-------- The data --------

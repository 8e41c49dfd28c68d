use crate::codec::SEPARATOR;
use crate::error::DecodeError;

/// Type tag of a reply frame: `R:<correlation id>:<body>`.
pub const REPLY_TAG: &str = "R";

/// Type tag of a state update frame: `S:<body>`.
pub const STATE_TAG: &str = "S";

/// A reply from the device to a command sent by the host.
#[derive(Debug, Clone, PartialEq, Eq)]
pub struct Reply {
    /// Correlation id echoed back by the device.
    pub correlation_id: String,
    /// Reply body (may contain `:`).
    pub body: String,
}

/// A decoded frame.
#[derive(Debug, Clone, PartialEq, Eq)]
pub enum Message {
    /// Reply to an outstanding command.
    Reply(Reply),
    /// Unsolicited telemetry.
    StateUpdate { body: String },
}

/// Decode one frame (terminator already stripped).
///
/// The type tag and, for replies, the correlation id are split off the front;
/// everything after them is the body, separators included, less one trailing
/// separator.
pub fn decode(frame: &[u8]) -> Result<Message, DecodeError> {
    if frame.is_empty() {
        return Err(DecodeError::Empty);
    }

    let text = std::str::from_utf8(frame).map_err(|_| DecodeError::InvalidUtf8)?;
    let separator = SEPARATOR as char;

    let Some((tag, rest)) = text.split_once(separator) else {
        return Err(DecodeError::UnrecognizedType {
            tag: text.to_string(),
        });
    };

    match tag {
        STATE_TAG => Ok(Message::StateUpdate {
            body: trim_separator(rest).to_string(),
        }),
        REPLY_TAG => {
            let (id, body) = rest.split_once(separator).unwrap_or((rest, ""));
            Ok(Message::Reply(Reply {
                correlation_id: id.to_string(),
                body: trim_separator(body).to_string(),
            }))
        }
        other => Err(DecodeError::UnrecognizedType {
            tag: other.to_string(),
        }),
    }
}

fn trim_separator(body: &str) -> &str {
    body.strip_suffix(SEPARATOR as char).unwrap_or(body)
}

#[cfg(test)]
mod tests {
    use bytes::BytesMut;
    use proptest::prelude::*;

    use super::*;
    use crate::codec::FrameAssembler;

    fn reply(id: &str, body: &str) -> Message {
        Message::Reply(Reply {
            correlation_id: id.to_string(),
            body: body.to_string(),
        })
    }

    #[test]
    fn decodes_reply() {
        assert_eq!(decode(b"R:1700000000123:ok").unwrap(), reply("1700000000123", "ok"));
    }

    #[test]
    fn decodes_state_update() {
        assert_eq!(
            decode(b"S:42").unwrap(),
            Message::StateUpdate {
                body: "42".to_string()
            }
        );
    }

    #[test]
    fn body_keeps_embedded_separators() {
        assert_eq!(decode(b"R:9:a:b:c").unwrap(), reply("9", "a:b:c"));
        assert_eq!(
            decode(b"S:x=1:y=2").unwrap(),
            Message::StateUpdate {
                body: "x=1:y=2".to_string()
            }
        );
    }

    #[test]
    fn one_trailing_separator_is_trimmed() {
        assert_eq!(
            decode(b"S:42:").unwrap(),
            Message::StateUpdate {
                body: "42".to_string()
            }
        );
        assert_eq!(decode(b"R:7:ok:").unwrap(), reply("7", "ok"));
        assert_eq!(decode(b"R:7:a:b::").unwrap(), reply("7", "a:b:"));
    }

    #[test]
    fn reply_without_body_is_empty() {
        assert_eq!(decode(b"R:9").unwrap(), reply("9", ""));
        assert_eq!(decode(b"R:9:").unwrap(), reply("9", ""));
    }

    #[test]
    fn state_with_empty_body() {
        assert_eq!(
            decode(b"S:").unwrap(),
            Message::StateUpdate {
                body: String::new()
            }
        );
    }

    #[test]
    fn unknown_tag_is_rejected() {
        assert_eq!(
            decode(b"X:1:2"),
            Err(DecodeError::UnrecognizedType {
                tag: "X".to_string()
            })
        );
    }

    #[test]
    fn single_field_is_rejected() {
        assert_eq!(
            decode(b"R"),
            Err(DecodeError::UnrecognizedType {
                tag: "R".to_string()
            })
        );
        assert_eq!(
            decode(b"S"),
            Err(DecodeError::UnrecognizedType {
                tag: "S".to_string()
            })
        );
    }

    #[test]
    fn tag_is_case_sensitive() {
        assert!(matches!(
            decode(b"r:1:ok"),
            Err(DecodeError::UnrecognizedType { .. })
        ));
    }

    #[test]
    fn empty_frame_is_its_own_error() {
        assert_eq!(decode(b""), Err(DecodeError::Empty));
    }

    #[test]
    fn invalid_utf8_is_rejected() {
        assert_eq!(decode(&[b'S', b':', 0xFF, 0xFE]), Err(DecodeError::InvalidUtf8));
    }

    proptest! {
        #[test]
        fn assembled_frames_decode_to_their_body(
            body in "[^:\n\r]{0,32}",
            id in "[0-9]{1,19}",
        ) {
            let mut assembler = FrameAssembler::default();

            let state = format!("{STATE_TAG}:{body}\n");
            let frame = assembler.push(state.as_bytes()).next().unwrap().unwrap();
            prop_assert_eq!(
                decode(&frame).unwrap(),
                Message::StateUpdate { body: body.clone() }
            );

            let mut wire = BytesMut::new();
            wire.extend_from_slice(format!("{REPLY_TAG}:{id}:{body}\n").as_bytes());
            let frame = assembler.push(&wire).next().unwrap().unwrap();
            prop_assert_eq!(decode(&frame).unwrap(), reply(&id, &body));
        }
    }
}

--------

Exercise directions:
After reading through the records, retype all of them exactly.

Expected answer:
repository 8e41c49dfd28c68d
use crate::codec::SEPARATOR;
use crate::error::DecodeError;

/// Type tag of a reply frame: `R:<correlation id>:<body>`.
pub const REPLY_TAG: &str = "R";

/// Type tag of a state update frame: `S:<body>`.
pub const STATE_TAG: &str = "S";

/// A reply from the device to a command sent by the host.
#[derive(Debug, Clone, PartialEq, Eq)]
pub struct Reply {
    /// Correlation id echoed back by the device.
    pub correlation_id: String,
    /// Reply body (may contain `:`).
    pub body: String,
}

/// A decoded frame.
#[derive(Debug, Clone, PartialEq, Eq)]
pub enum Message {
    /// Reply to an outstanding command.
    Reply(Reply),
    /// Unsolicited telemetry.
    StateUpdate { body: String },
}

/// Decode one frame (terminator already stripped).
///
/// The type tag and, for replies, the correlation id are split off the front;
/// everything after them is the body, separators included, less one trailing
/// separator.
pub fn decode(frame: &[u8]) -> Result<Message, DecodeError> {
    if frame.is_empty() {
        return Err(DecodeError::Empty);
    }

    let text = std::str::from_utf8(frame).map_err(|_| DecodeError::InvalidUtf8)?;
    let separator = SEPARATOR as char;

    let Some((tag, rest)) = text.split_once(separator) else {
        return Err(DecodeError::UnrecognizedType {
            tag: text.to_string(),
        });
    };

    match tag {
        STATE_TAG => Ok(Message::StateUpdate {
            body: trim_separator(rest).to_string(),
        }),
        REPLY_TAG => {
            let (id, body) = rest.split_once(separator).unwrap_or((rest, ""));
            Ok(Message::Reply(Reply {
                correlation_id: id.to_string(),
                body: trim_separator(body).to_string(),
            }))
        }
        other => Err(DecodeError::UnrecognizedType {
            tag: other.to_string(),
        }),
    }
}

fn trim_separator(body: &str) -> &str {
    body.strip_suffix(SEPARATOR as char).unwrap_or(body)
}

#[cfg(test)]
mod tests {
    use bytes::BytesMut;
    use proptest::prelude::*;

    use super::*;
    use crate::codec::FrameAssembler;

    fn reply(id: &str, body: &str) -> Message {
        Message::Reply(Reply {
            correlation_id: id.to_string(),
            body: body.to_string(),
        })
    }

    #[test]
    fn decodes_reply() {
        assert_eq!(decode(b"R:1700000000123:ok").unwrap(), reply("1700000000123", "ok"));
    }

    #[test]
    fn decodes_state_update() {
        assert_eq!(
            decode(b"S:42").unwrap(),
            Message::StateUpdate {
                body: "42".to_string()
            }
        );
    }

    #[test]
    fn body_keeps_embedded_separators() {
        assert_eq!(decode(b"R:9:a:b:c").unwrap(), reply("9", "a:b:c"));
        assert_eq!(
            decode(b"S:x=1:y=2").unwrap(),
            Message::StateUpdate {
                body: "x=1:y=2".to_string()
            }
        );
    }

    #[test]
    fn one_trailing_separator_is_trimmed() {
        assert_eq!(
            decode(b"S:42:").unwrap(),
            Message::StateUpdate {
                body: "42".to_string()
            }
        );
        assert_eq!(decode(b"R:7:ok:").unwrap(), reply("7", "ok"));
        assert_eq!(decode(b"R:7:a:b::").unwrap(), reply("7", "a:b:"));
    }

    #[test]
    fn reply_without_body_is_empty() {
        assert_eq!(decode(b"R:9").unwrap(), reply("9", ""));
        assert_eq!(decode(b"R:9:").unwrap(), reply("9", ""));
    }

    #[test]
    fn state_with_empty_body() {
        assert_eq!(
            decode(b"S:").unwrap(),
            Message::StateUpdate {
                body: String::new()
            }
        );
    }

    #[test]
    fn unknown_tag_is_rejected() {
        assert_eq!(
            decode(b"X:1:2"),
            Err(DecodeError::UnrecognizedType {
                tag: "X".to_string()
            })
        );
    }

    #[test]
    fn single_field_is_rejected() {
        assert_eq!(
            decode(b"R"),
            Err(DecodeError::UnrecognizedType {
                tag: "R".to_string()
            })
        );
        assert_eq!(
            decode(b"S"),
            Err(DecodeError::UnrecognizedType {
                tag: "S".to_string()
            })
        );
    }

    #[test]
    fn tag_is_case_sensitive() {
        assert!(matches!(
            decode(b"r:1:ok"),
            Err(DecodeError::UnrecognizedType { .. })
        ));
    }

    #[test]
    fn empty_frame_is_its_own_error() {
        assert_eq!(decode(b""), Err(DecodeError::Empty));
    }

    #[test]
    fn invalid_utf8_is_rejected() {
        assert_eq!(decode(&[b'S', b':', 0xFF, 0xFE]), Err(DecodeError::InvalidUtf8));
    }

    proptest! {
        #[test]
        fn assembled_frames_decode_to_their_body(
            body in "[^:\n\r]{0,32}",
            id in "[0-9]{1,19}",
        ) {
            let mut assembler = FrameAssembler::default();

            let state = format!("{STATE_TAG}:{body}\n");
            let frame = assembler.push(state.as_bytes()).next().unwrap().unwrap();
            prop_assert_eq!(
                decode(&frame).unwrap(),
                Message::StateUpdate { body: body.clone() }
            );

            let mut wire = BytesMut::new();
            wire.extend_from_slice(format!("{REPLY_TAG}:{id}:{body}\n").as_bytes());
            let frame = assembler.push(&wire).next().unwrap().unwrap();
            prop_assert_eq!(decode(&frame).unwrap(), reply(&id, &body));
        }
    }
}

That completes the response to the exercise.